TASK OBJECTIVE
Output only the lines below that start at the line containing "pub fn base(&self)" and end at the line containing "pub struct AdaptivePolicy", with both ends kept.

DATA SHOWN
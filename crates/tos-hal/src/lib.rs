//! Hardware Abstraction Layer trait for Tiny OS
//!
//! This crate defines the HAL trait that lets the kernel run its logical
//! threads on top of whatever execution substrate the platform offers,
//! by abstracting the scheduler's spawn and suspend primitives.
//!
//! # Platform Implementations
//!
//! - **Host (`std` feature)**: one OS thread per execution context, see [`StdHal`]
//! - **Bare Metal**: a cooperative dispatcher supplied by the board crate

#![no_std]

extern crate alloc;

#[cfg(feature = "std")]
extern crate std;

use alloc::boxed::Box;
use core::fmt;

#[cfg(feature = "std")]
mod std_hal;

#[cfg(feature = "std")]
pub use std_hal::StdHal;

/// Entry point handed to a freshly spawned execution context
pub type ContextEntry = Box<dyn FnOnce() + Send + 'static>;

/// Hardware Abstraction Layer trait
///
/// Implementations provide the scheduler primitives the kernel consumes:
/// - Spawning an execution context that runs a kernel entry stub
/// - Permanently suspending the calling execution context
///
/// Mutual exclusion and condition variables are not part of the HAL. The
/// kernel owns its lock and wait channels directly.
pub trait HAL: Send + Sync + 'static {
    // === Execution Contexts ===

    /// Spawn a new execution context running `entry`
    ///
    /// The context is released to run immediately. Callers must have
    /// finished publishing any state the entry reads before calling this.
    ///
    /// # Arguments
    /// * `name` - Human-readable context name for debugging
    /// * `entry` - Entry stub to execute
    ///
    /// # Returns
    /// * `Ok(())` - Context spawned
    /// * `Err(HalError::ContextSpawnFailed)` - Platform refused a new context
    fn spawn_context(&self, name: &str, entry: ContextEntry) -> Result<(), HalError>;

    /// Suspend the calling execution context forever
    ///
    /// Called by the kernel once a logical thread has exited and all of its
    /// bookkeeping is released. Must only be called from a context that was
    /// created through [`HAL::spawn_context`].
    fn exit_context(&self) -> !;
}

/// HAL errors
#[derive(Clone, Copy, Debug, PartialEq, Eq)]
pub enum HalError {
    /// Failed to spawn an execution context
    ContextSpawnFailed,
}

impl fmt::Display for HalError {
    fn fmt(&self, f: &mut fmt::Formatter<'_>) -> fmt::Result {
        match self {
            HalError::ContextSpawnFailed => write!(f, "failed to spawn execution context"),
        }
    }
}
#[test]
fn test_connect_timeout_leaves_no_request() {
    let (tx, rx) = mpsc::channel();
    let (kernel, status) = run_init(move |sys, _| {
        let a = sys.socket(7).unwrap();
        sys.listen(a).unwrap();
        let b = sys.socket(NOPORT).unwrap();

        let timed_out = sys.connect(b, 7, Some(Duration::from_millis(50)));
        tx.send((timed_out, sys.kernel().pending_requests())).unwrap();

        // The listener is still usable by the next client
        let retry = job(|sys, _| {
            let b = sys.socket(NOPORT).unwrap();
            sys.connect(b, 7, None).map_or(1, |_| 0)
        });
        let pid = sys.exec(Some(retry), &[]).unwrap();
        sys.accept(a).unwrap();
        sys.wait_child(Some(pid)).unwrap().1
    });

    assert_eq!(
        rx.recv_timeout(TIMEOUT).unwrap(),
        (Err(KernelError::Timeout), 0)
    );
    assert_eq!(status, 0);
    assert_quiescent(&kernel);
}

#[test]
fn test_closing_listener_refuses_connect() {
    let (kernel, status) = run_init(|sys, _| {
        let a = sys.socket(7).unwrap();
        sys.listen(a).unwrap();

        let client = job(move |sys, _| {
            // Drop the inherited listener descriptor so init's close is the last
            sys.close(a).unwrap();
            let b = sys.socket(NOPORT).unwrap();
            match sys.connect(b, 7, None) {
                Err(KernelError::ConnectionRefused) => 0,
                _ => 1,
            }
        });
        let pid = sys.exec(Some(client), &[]).unwrap();
        thread::sleep(SETTLE);
        sys.close(a).unwrap();
        sys.wait_child(Some(pid)).unwrap().1
    });
    assert_eq!(status, 0);
    assert_quiescent(&kernel);
}

#[test]
fn test_closing_listener_fails_pending_accept() {
    let (kernel, status) = run_init(|sys, _| {
        let a = sys.socket(7).unwrap();
        sys.listen(a).unwrap();

        let acceptor = job(move |sys, _| match sys.accept(a) {
            Err(KernelError::ListenerClosed) => 0,
            _ => 1,
        });
        let tid = sys.create_thread(acceptor, &[]).unwrap();
        thread::sleep(SETTLE);
        sys.close(a).unwrap();
        sys.thread_join(tid).unwrap()
    });
    assert_eq!(status, 0);
    assert_quiescent(&kernel);
}

#[test]
fn test_second_listener_on_port_fails() {
    let (kernel, status) = run_init(|sys, _| {
        let a = sys.socket(7).unwrap();
        sys.listen(a).unwrap();
        let b = sys.socket(7).unwrap();
        assert_eq!(sys.listen(b), Err(KernelError::PortInUse));
        assert_eq!(sys.listen(a), Err(KernelError::WrongSocketState));
        let unbound = sys.socket(NOPORT).unwrap();
        assert_eq!(sys.listen(unbound), Err(KernelError::InvalidPort));
        assert_eq!(sys.socket(5000), Err(KernelError::InvalidPort));
        0
    });
    assert_eq!(status, 0);
    assert_quiescent(&kernel);
}
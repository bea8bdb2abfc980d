//! Descriptor layer
//!
//! Two levels, as in a classic Unix kernel:
//! - a per-process descriptor table (`ProcessEntry::fids`) mapping [`Fid`]
//!   slots to open streams, and
//! - a system-wide [`FileTable`] of reference-counted file control blocks,
//!   each bound to one [`Stream`].
//!
//! A control block is shared by every descriptor that inherited it. The
//! stream's close operation runs when its last reference goes away.

use alloc::vec::Vec;

use crate::error::KernelError;
use crate::state::KernelState;
use crate::types::{FcbId, Fid, Pid, PipeId, SocketId};
use crate::wait::Step;

/// Stream object bound to an open file control block
#[derive(Clone, Copy, Debug, PartialEq, Eq)]
pub enum Stream {
    PipeReader(PipeId),
    PipeWriter(PipeId),
    Socket(SocketId),
    /// Process introspection, positioned at the next table slot to report
    ProcInfo { cursor: usize },
}

/// File control block
#[derive(Clone, Debug, PartialEq, Eq)]
pub struct Fcb {
    pub refcount: usize,
    pub stream: Stream,
}

/// System-wide open stream table
#[derive(Clone, Debug)]
pub struct FileTable {
    slots: Vec<Option<Fcb>>,
    in_use: usize,
}

impl FileTable {
    pub fn new(max_files: usize) -> Self {
        Self {
            slots: (0..max_files).map(|_| None).collect(),
            in_use: 0,
        }
    }

    /// Free control blocks
    pub fn available(&self) -> usize {
        self.slots.len() - self.in_use
    }

    /// Bind `stream` to a fresh block holding one reference
    pub fn alloc(&mut self, stream: Stream) -> Option<FcbId> {
        let index = self.slots.iter().position(Option::is_none)?;
        self.slots[index] = Some(Fcb {
            refcount: 1,
            stream,
        });
        self.in_use += 1;
        Some(FcbId(index as u32))
    }

    pub fn get(&self, id: FcbId) -> Option<&Fcb> {
        self.slots.get(id.0 as usize)?.as_ref()
    }

    pub fn get_mut(&mut self, id: FcbId) -> Option<&mut Fcb> {
        self.slots.get_mut(id.0 as usize)?.as_mut()
    }

    pub fn incref(&mut self, id: FcbId) {
        if let Some(fcb) = self.get_mut(id) {
            fcb.refcount += 1;
        }
    }

    /// Drop one reference. Returns the stream once the block is freed.
    pub fn decref(&mut self, id: FcbId) -> Option<Stream> {
        let fcb = self.get_mut(id)?;
        fcb.refcount -= 1;
        if fcb.refcount > 0 {
            return None;
        }
        let stream = fcb.stream;
        self.slots[id.0 as usize] = None;
        self.in_use -= 1;
        Some(stream)
    }

    /// Iterate open control blocks
    pub fn iter(&self) -> impl Iterator<Item = (FcbId, &Fcb)> {
        self.slots
            .iter()
            .enumerate()
            .filter_map(|(i, slot)| slot.as_ref().map(|fcb| (FcbId(i as u32), fcb)))
    }
}

// ============================================================================
// Descriptor operations
// ============================================================================

impl KernelState {
    /// Check that `pid` can bind `n` new streams without touching any table
    pub fn can_install(&self, pid: Pid, n: usize) -> Result<(), KernelError> {
        let entry = self.processes.get(pid).ok_or(KernelError::InvalidPid)?;
        let free_fids = entry.fids.iter().filter(|slot| slot.is_none()).count();
        if free_fids < n {
            return Err(KernelError::DescriptorTableFull);
        }
        if self.files.available() < n {
            return Err(KernelError::FileTableFull);
        }
        Ok(())
    }

    /// Bind each stream to a fresh descriptor of `pid`, all or nothing.
    ///
    /// Descriptors are taken lowest-first.
    pub fn install(&mut self, pid: Pid, streams: &[Stream]) -> Result<Vec<Fid>, KernelError> {
        self.can_install(pid, streams.len())?;

        let mut fids = Vec::with_capacity(streams.len());
        for stream in streams {
            let fcb = self.files.alloc(*stream).ok_or(KernelError::FileTableFull)?;
            let entry = self.processes.get_mut(pid).ok_or(KernelError::InvalidPid)?;
            let slot = entry
                .fids
                .iter()
                .position(Option::is_none)
                .ok_or(KernelError::DescriptorTableFull)?;
            entry.fids[slot] = Some(fcb);
            fids.push(Fid(slot as u32));
        }
        Ok(fids)
    }

    /// Resolve a descriptor of `pid` to its control block
    pub fn lookup(&self, pid: Pid, fid: Fid) -> Result<FcbId, KernelError> {
        self.processes
            .get(pid)
            .ok_or(KernelError::InvalidPid)?
            .fids
            .get(fid.0 as usize)
            .copied()
            .flatten()
            .ok_or(KernelError::BadDescriptor)
    }

    pub fn stream(&self, fcb: FcbId) -> Result<Stream, KernelError> {
        self.files
            .get(fcb)
            .map(|f| f.stream)
            .ok_or(KernelError::BadDescriptor)
    }

    /// Resolve a descriptor that must be bound to a socket
    pub fn socket_of(&self, pid: Pid, fid: Fid) -> Result<SocketId, KernelError> {
        match self.stream(self.lookup(pid, fid)?)? {
            Stream::Socket(sid) => Ok(sid),
            _ => Err(KernelError::BadDescriptor),
        }
    }

    /// Hold an extra reference on a control block for the duration of a call
    pub fn fcb_incref(&mut self, fcb: FcbId) {
        self.files.incref(fcb);
    }

    /// Release a reference, closing the stream on the last one
    pub fn fcb_decref(&mut self, fcb: FcbId) {
        if let Some(stream) = self.files.decref(fcb) {
            self.close_stream(stream);
        }
    }

    /// Unbind a descriptor of `pid`
    pub fn close(&mut self, pid: Pid, fid: Fid) -> Result<(), KernelError> {
        let fcb = self
            .processes
            .get_mut(pid)
            .ok_or(KernelError::InvalidPid)?
            .fids
            .get_mut(fid.0 as usize)
            .and_then(Option::take)
            .ok_or(KernelError::BadDescriptor)?;
        self.fcb_decref(fcb);
        Ok(())
    }

    /// Release every descriptor of `pid`
    pub(crate) fn close_all(&mut self, pid: Pid) {
        let fcbs: Vec<FcbId> = match self.processes.get_mut(pid) {
            Some(entry) => entry.fids.iter_mut().filter_map(Option::take).collect(),
            None => return,
        };
        for fcb in fcbs {
            self.fcb_decref(fcb);
        }
    }

    fn close_stream(&mut self, stream: Stream) {
        match stream {
            Stream::PipeReader(id) => self.pipe_close_reader(id),
            Stream::PipeWriter(id) => self.pipe_close_writer(id),
            Stream::Socket(sid) => self.socket_close(sid),
            Stream::ProcInfo { .. } => {}
        }
    }

    /// Read from whatever stream the control block is bound to
    pub fn stream_read(&mut self, fcb: FcbId, out: &mut [u8]) -> Result<Step<usize>, KernelError> {
        match self.stream(fcb)? {
            Stream::PipeReader(id) => self.pipe_read(id, out),
            Stream::PipeWriter(_) => Err(KernelError::NotReadable),
            Stream::Socket(sid) => self.socket_read(sid, out),
            Stream::ProcInfo { cursor } => {
                let (n, next) = self.procinfo_read(cursor, out);
                if let Some(f) = self.files.get_mut(fcb) {
                    f.stream = Stream::ProcInfo { cursor: next };
                }
                Ok(Step::Ready(n))
            }
        }
    }

    /// Write to whatever stream the control block is bound to
    pub fn stream_write(&mut self, fcb: FcbId, data: &[u8]) -> Result<Step<usize>, KernelError> {
        match self.stream(fcb)? {
            Stream::PipeWriter(id) => self.pipe_write(id, data),
            Stream::Socket(sid) => self.socket_write(sid, data),
            Stream::PipeReader(_) | Stream::ProcInfo { .. } => Err(KernelError::NotWritable),
        }
    }
}
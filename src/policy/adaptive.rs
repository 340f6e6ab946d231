//! Adaptive policy: a discrete-time controller over the observed fork rate.
//!
//! Each received block contributes one sample to a sliding window: whether
//! the local chain state showed a fork right after the block was processed.
//! The fork rate over that window selects one of three mining intervals:
//!
//! | fork rate              | interval                          |
//! |------------------------|-----------------------------------|
//! | `> fork_rate_high`     | `round(base * 1.5)`               |
//! | `< fork_rate_low`      | `max(5, round(base * 0.7))`       |
//! | otherwise / no samples | `base`                            |
//!
//! The node mines when `current_tick % interval == 0`.

use log::info;
use std::collections::VecDeque;

use super::{Intake, Policy, PolicyConfig, PolicyContext, PolicyKind, SeenSet, intake};
use crate::blockchain::Block;
use crate::error::PolicyError;

/// Lowest interval the controller will ever select.
pub const MIN_INTERVAL: u64 = 5;

/// Interval multiplier when forks are frequent.
pub const BACKOFF_FACTOR: f64 = 1.5;

/// Interval multiplier when forks are rare.
pub const SPEEDUP_FACTOR: f64 = 0.7;

/// Fixed-capacity window of fork observations.
#[derive(Debug, Clone)]
pub struct ForkRateWindow {
    capacity: usize,
    samples: VecDeque<bool>,
    forks: usize,
}

impl ForkRateWindow {
    pub fn new(capacity: usize) -> Self {
        let capacity = capacity.max(1);
        Self {
            capacity,
            samples: VecDeque::with_capacity(capacity),
            forks: 0,
        }
    }

    pub fn record(&mut self, forked: bool) {
        if self.samples.len() == self.capacity {
            if let Some(true) = self.samples.pop_front() {
                self.forks -= 1;
            }
        }
        self.samples.push_back(forked);
        if forked {
            self.forks += 1;
        }
    }

    /// Share of samples that saw a fork; `None` before the first sample.
    pub fn fork_rate(&self) -> Option<f64> {
        if self.samples.is_empty() {
            None
        } else {
            Some(self.forks as f64 / self.samples.len() as f64)
        }
    }

    pub fn len(&self) -> usize {
        self.samples.len()
    }

    pub fn is_empty(&self) -> bool {
        self.samples.is_empty()
    }
}

/// Three-level interval selection with fixed thresholds.
#[derive(Debug, Clone, Copy)]
pub struct IntervalController {
    base: u64,
    high: f64,
    low: f64,
}

impl IntervalController {
    /// `base` is raised to [`MIN_INTERVAL`] so every level respects the floor.
    pub fn new(base: u64, high: f64, low: f64) -> Self {
        Self {
            base: base.max(MIN_INTERVAL),
            high,
            low,
        }
    }

    pub fn base(&self) -> u64 {
        self.base
    }

    pub fn interval_for(&self, fork_rate: Option<f64>) -> u64 {
        let base = self.base as f64;
        match fork_rate {
            Some(rate) if rate > self.high => (base * BACKOFF_FACTOR).round() as u64,
            Some(rate) if rate < self.low => {
                MIN_INTERVAL.max((base * SPEEDUP_FACTOR).round() as u64)
            }
            _ => self.base,
        }
    }
}

#[derive(Debug)]
pub struct AdaptivePolicy {
    ctx: PolicyContext,
    seen: SeenSet,
    window: ForkRateWindow,
    controller: IntervalController,
    interval: u64,
}

impl AdaptivePolicy {
    pub fn new(node_id: &str, config: &PolicyConfig) -> Self {
        let controller = IntervalController::new(
            config.base_interval,
            config.fork_rate_high,
            config.fork_rate_low,
        );
        Self {
            ctx: PolicyContext::new(node_id, config.log_limit),
            seen: SeenSet::new(config.seen_capacity),
            window: ForkRateWindow::new(config.observation_window),
            interval: controller.base(),
            controller,
        }
    }

    /// Mining interval currently in force.
    pub fn interval(&self) -> u64 {
        self.interval
    }

    pub fn fork_rate(&self) -> Option<f64> {
        self.window.fork_rate()
    }

    fn observe(&mut self, forked: bool) {
        self.window.record(forked);
        let next = self.controller.interval_for(self.window.fork_rate());
        if next != self.interval {
            let rate = self.window.fork_rate().unwrap_or_default();
            info!(
                "{} retuned mining interval {} -> {} (fork rate {:.2})",
                self.ctx.node_id(),
                self.interval,
                next,
                rate
            );
            self.ctx.log(&format!(
                "interval {} -> {next} (fork rate {rate:.2})",
                self.interval
            ));
            self.interval = next;
        }
    }
}

impl Policy for AdaptivePolicy {
    fn kind(&self) -> PolicyKind {
        PolicyKind::Adaptive
    }

    fn context(&self) -> &PolicyContext {
        &self.ctx
    }

    fn context_mut(&mut self) -> &mut PolicyContext {
        &mut self.ctx
    }

    fn should_mine_block(&mut self) -> Result<bool, PolicyError> {
        self.ctx.chain()?;
        Ok(self.ctx.current_tick() % self.interval == 0)
    }

    fn on_block_received(&mut self, block: &Block, sender_id: &str) -> Result<bool, PolicyError> {
        let outcome = intake(&mut self.ctx, &mut self.seen, block, sender_id)?;
        if outcome == Intake::Duplicate {
            return Ok(false);
        }

        let forked = self.ctx.chain()?.has_fork();
        self.observe(forked);
        Ok(outcome == Intake::Attached)
    }

    fn choose_parent_block(&mut self) -> Result<String, PolicyError> {
        let chain = self.ctx.chain()?;
        let tips = chain.get_all_tips();
        let parent = match tips.as_slice() {
            [only] => *only,
            _ => chain.best_tip(),
        };
        Ok(parent.hash.clone())
    }
}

EXPECTED ANSWER
    pub fn base(&self) -> u64 {
        self.base
    }

    pub fn interval_for(&self, fork_rate: Option<f64>) -> u64 {
        let base = self.base as f64;
        match fork_rate {
            Some(rate) if rate > self.high => (base * BACKOFF_FACTOR).round() as u64,
            Some(rate) if rate < self.low => {
                MIN_INTERVAL.max((base * SPEEDUP_FACTOR).round() as u64)
            }
            _ => self.base,
        }
    }
}

#[derive(Debug)]
pub struct AdaptivePolicy {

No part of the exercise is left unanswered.